Should I Invest in a Roth IRA or a Traditional IRA?
Joseph G. Salpietro, ChFC®, AIF® XPYRIA Team Insights
Many articles have been written; few have made it clear. There is only one primary consideration in determining if a Roth makes sense to consider. There may be other considerations, but if the statement below is not true, conversion is not likely for you and Roth investing directly may only provide for retirement tax diversification.
IF your federal tax rate is lower today than it will be when you plan to withdraw money from your retirement accounts, THEN:
- A Roth account has the advantage for new savings. Annual income limits apply.
- Conversion from a Traditional IRA to a Roth IRA is advantageous. It generally makes the most sense to pay taxes owed from assets outside of the IRA. You may have to pay a 10% excise penalty if you withdraw from the IRA to pay taxes and are below age 59 1/2.

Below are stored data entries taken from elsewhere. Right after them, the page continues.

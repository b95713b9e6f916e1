//! Ellie Importer - ODCS data models to diagrams and Ellie models
//!
//! Provides:
//! - ODCS YAML parsing into a normalized entity model
//! - Duplicate entity handling and relationship extraction
//! - Mermaid and Graphviz DOT diagram export
//! - Ellie model-creation payloads and a blocking API client
//! - Configuration file support

#[cfg(feature = "api-backend")]
pub mod api;
#[cfg(feature = "cli")]
pub mod cli;
pub mod config;
pub mod export;
pub mod import;
pub mod model;
pub mod models;
pub mod validation;

// Re-export commonly used types
#[cfg(feature = "api-backend")]
pub use api::{ApiError, EllieClient, Folder};
pub use config::{ConfigError, ImporterConfig};
pub use export::{
    DotExporter, DotOptions, EllieExporter, ExportError, ExportResult, MermaidExporter,
    PayloadOptions,
};
pub use import::{ImportError, ImportResult, ODCSImporter};
pub use model::{ModelLoader, ResolvedModel, TableSelection};
pub use validation::{
    RelationshipValidationResult, RelationshipValidator, TableValidationResult, TableValidator,
};

// Re-export models
pub use models::enums::*;
pub use models::{Attribute, CustomProperty, Entity, Relationship, RelationshipDeclaration};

You will not receive any tax deduction for a Roth contribution in the year you contribute new money, and you will pay taxes on the entire value converted in the year the conversion takes place. Your principal and earnings* will all be tax-free when withdrawn (*earnings are subject to a five-year rule). Moreover, Roth IRA assets are not subject to Required Minimum Withdrawal (RMD) Rules at age 72-- providing you with some level of taxation control in your later years.
Special opportunity to convert to a Roth IRA in a DOWN-MARKET environment:
Given the size of recent market declines on investment assets, you may consider a conversion of Traditional IRA assets to Roth IRA assets because the account value is currently depressed and presents an opportunity to convert with less tax dollars to be paid than if the account was at a higher value. As your account value recovers in the Roth IRA (if not materially changed), your tax-free benefit when money is needed will be enhanced. For example, if you had $100,000 invested and the current market value is $70,000 due to market declines, a 25% taxpayer will pay $17,500 today to convert the assets to a Roth IRA versus $25,000 if the account was converted at the higher value. The ultimate benefit, as described above, still applies. Plus, you get an additional $7,500 tax reprieve. It is important to note that the if-then statement above is still the primary driver of your decision and ultimate advantage.
*Other rules and conditions may apply. As with all tax related matters, you should consult your tax professional before considering any changes to your retirement accounts. XPYRIA Investment Advisors, Inc. is not a tax expert, and we profess no expert knowledge in such matters.